Start of Block
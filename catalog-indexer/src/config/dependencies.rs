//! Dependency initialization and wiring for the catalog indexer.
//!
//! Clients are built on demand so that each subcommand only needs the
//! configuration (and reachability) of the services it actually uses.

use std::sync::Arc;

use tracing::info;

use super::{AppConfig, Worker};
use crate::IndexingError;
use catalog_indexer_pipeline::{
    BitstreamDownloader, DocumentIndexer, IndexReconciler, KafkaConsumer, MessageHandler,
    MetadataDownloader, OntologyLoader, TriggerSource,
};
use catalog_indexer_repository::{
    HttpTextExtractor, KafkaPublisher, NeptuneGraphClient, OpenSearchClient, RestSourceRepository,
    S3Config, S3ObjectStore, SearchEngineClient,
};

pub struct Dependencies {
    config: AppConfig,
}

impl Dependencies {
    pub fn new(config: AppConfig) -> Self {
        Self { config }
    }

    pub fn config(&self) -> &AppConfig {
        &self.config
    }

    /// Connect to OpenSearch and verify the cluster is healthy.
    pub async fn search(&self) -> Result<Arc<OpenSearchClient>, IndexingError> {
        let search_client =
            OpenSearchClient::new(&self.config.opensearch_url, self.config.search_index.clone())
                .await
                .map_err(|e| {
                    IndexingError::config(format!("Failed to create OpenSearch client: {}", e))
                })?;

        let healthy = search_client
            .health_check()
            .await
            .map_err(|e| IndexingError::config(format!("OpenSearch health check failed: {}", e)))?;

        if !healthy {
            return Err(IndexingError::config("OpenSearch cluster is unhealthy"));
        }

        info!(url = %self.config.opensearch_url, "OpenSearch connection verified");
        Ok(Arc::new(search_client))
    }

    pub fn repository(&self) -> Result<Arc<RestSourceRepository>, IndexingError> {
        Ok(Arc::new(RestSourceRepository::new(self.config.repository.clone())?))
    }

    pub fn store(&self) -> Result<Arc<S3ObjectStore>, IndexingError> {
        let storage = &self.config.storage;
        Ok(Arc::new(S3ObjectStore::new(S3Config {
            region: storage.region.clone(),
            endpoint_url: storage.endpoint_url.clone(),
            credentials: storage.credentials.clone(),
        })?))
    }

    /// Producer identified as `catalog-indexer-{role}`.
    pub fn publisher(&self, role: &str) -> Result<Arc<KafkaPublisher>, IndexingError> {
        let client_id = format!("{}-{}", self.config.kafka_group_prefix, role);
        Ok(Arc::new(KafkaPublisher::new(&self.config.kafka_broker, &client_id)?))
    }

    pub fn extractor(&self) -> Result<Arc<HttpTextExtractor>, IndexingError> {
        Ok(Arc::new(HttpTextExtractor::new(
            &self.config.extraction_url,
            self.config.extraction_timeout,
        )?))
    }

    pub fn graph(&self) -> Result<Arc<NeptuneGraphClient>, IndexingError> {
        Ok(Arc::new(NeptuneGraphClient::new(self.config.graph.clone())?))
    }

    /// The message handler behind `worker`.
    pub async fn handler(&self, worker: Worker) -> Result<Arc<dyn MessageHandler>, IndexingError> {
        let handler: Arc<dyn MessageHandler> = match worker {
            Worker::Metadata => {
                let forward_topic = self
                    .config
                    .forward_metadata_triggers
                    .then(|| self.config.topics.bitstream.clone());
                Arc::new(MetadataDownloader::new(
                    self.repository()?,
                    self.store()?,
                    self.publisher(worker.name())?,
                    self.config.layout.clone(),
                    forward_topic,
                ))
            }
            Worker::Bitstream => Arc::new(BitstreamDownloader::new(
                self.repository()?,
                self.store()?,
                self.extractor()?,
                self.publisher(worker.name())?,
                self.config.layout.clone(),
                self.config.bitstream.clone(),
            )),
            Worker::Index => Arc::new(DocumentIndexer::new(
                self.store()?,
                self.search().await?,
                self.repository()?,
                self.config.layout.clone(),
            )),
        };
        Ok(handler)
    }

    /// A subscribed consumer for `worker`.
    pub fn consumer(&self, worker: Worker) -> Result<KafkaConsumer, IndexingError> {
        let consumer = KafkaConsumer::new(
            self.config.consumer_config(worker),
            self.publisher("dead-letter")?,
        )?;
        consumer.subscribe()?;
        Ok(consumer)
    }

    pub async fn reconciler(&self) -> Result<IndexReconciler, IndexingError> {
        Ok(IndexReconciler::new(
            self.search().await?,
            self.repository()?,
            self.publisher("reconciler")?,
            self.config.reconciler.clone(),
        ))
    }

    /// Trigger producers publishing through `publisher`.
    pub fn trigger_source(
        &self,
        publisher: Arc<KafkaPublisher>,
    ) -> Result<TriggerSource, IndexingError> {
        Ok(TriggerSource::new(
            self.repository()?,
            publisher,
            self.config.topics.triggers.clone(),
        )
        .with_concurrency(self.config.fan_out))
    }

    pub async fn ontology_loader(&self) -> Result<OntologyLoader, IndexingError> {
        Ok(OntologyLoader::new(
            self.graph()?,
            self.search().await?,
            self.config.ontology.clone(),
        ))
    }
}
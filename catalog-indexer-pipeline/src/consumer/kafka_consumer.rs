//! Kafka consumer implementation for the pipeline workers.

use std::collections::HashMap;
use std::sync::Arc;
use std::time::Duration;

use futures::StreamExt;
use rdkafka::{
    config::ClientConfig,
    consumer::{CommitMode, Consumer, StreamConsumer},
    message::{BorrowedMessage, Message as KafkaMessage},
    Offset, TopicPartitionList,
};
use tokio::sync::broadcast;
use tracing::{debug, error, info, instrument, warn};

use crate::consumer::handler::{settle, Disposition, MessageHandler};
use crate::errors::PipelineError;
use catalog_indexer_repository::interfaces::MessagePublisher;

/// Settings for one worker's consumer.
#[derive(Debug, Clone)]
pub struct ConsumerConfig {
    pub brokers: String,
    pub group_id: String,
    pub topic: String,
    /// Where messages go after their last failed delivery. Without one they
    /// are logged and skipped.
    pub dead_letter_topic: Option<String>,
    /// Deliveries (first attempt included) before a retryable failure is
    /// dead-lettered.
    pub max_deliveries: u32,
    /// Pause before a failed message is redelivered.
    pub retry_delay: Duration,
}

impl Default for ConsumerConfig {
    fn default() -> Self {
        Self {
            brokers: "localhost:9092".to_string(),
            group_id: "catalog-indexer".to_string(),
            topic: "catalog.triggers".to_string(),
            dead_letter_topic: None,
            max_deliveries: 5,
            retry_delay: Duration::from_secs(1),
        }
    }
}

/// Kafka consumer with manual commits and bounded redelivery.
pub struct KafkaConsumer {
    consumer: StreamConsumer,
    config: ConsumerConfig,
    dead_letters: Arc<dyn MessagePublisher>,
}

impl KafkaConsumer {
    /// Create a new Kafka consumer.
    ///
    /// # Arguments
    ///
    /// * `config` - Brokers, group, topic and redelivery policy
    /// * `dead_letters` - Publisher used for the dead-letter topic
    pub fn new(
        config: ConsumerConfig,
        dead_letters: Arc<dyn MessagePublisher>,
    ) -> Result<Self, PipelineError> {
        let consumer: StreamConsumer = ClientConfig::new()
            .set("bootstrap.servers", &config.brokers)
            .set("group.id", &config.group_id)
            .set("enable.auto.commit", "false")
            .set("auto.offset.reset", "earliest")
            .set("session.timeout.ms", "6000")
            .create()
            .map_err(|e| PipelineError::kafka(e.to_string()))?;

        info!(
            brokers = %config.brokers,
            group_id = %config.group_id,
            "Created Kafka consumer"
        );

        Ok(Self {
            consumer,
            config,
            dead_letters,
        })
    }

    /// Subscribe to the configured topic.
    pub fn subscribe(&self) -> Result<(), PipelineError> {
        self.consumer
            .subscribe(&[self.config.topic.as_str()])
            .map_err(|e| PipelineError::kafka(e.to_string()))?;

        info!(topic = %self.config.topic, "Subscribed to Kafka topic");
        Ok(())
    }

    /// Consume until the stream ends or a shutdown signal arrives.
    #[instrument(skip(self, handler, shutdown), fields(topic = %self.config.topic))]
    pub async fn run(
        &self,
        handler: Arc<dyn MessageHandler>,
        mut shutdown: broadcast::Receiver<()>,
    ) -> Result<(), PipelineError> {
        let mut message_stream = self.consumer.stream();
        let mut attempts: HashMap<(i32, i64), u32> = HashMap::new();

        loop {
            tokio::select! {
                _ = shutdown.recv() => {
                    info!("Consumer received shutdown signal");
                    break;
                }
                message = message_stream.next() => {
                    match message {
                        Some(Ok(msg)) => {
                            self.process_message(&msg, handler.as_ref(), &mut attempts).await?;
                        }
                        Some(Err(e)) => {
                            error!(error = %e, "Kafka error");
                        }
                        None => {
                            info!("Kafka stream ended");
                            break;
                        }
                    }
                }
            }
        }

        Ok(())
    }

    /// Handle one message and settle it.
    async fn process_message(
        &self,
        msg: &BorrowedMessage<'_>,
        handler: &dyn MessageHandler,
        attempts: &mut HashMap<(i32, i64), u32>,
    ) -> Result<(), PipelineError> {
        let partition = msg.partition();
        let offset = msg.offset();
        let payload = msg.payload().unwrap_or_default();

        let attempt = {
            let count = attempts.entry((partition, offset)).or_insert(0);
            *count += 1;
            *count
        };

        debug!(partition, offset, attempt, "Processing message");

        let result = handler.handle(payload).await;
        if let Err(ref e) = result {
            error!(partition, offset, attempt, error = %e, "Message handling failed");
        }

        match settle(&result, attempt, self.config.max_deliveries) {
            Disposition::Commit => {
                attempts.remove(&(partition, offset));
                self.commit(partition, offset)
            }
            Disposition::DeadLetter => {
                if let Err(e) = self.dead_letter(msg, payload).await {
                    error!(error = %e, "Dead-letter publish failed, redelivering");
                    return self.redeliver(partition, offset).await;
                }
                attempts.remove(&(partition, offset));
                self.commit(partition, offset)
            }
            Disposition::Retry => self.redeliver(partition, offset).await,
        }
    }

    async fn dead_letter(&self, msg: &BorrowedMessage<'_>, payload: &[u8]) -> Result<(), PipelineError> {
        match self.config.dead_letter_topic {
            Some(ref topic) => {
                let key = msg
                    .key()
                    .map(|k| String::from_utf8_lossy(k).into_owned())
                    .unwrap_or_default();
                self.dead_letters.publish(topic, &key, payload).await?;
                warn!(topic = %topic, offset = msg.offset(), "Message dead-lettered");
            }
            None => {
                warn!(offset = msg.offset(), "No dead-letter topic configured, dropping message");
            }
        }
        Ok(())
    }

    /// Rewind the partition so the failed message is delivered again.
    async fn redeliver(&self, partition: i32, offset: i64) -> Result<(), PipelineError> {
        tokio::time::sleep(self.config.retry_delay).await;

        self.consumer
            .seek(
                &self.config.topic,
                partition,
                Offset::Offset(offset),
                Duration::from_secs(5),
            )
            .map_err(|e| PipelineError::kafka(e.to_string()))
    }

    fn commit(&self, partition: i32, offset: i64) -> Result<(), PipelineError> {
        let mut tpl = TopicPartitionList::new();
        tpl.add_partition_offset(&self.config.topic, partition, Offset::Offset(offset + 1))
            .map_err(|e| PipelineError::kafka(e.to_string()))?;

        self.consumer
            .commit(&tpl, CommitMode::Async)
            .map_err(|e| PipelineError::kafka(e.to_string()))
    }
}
End of Block
▸ **TRY IT**
Copying word for word, give each line of the data above from the first one through the line containing "only needs the", and nothing else.

▸ **FINISHED TASK**
filename catalog-indexer/src/config/dependencies.rs
//! Dependency initialization and wiring for the catalog indexer.
//!
//! Clients are built on demand so that each subcommand only needs the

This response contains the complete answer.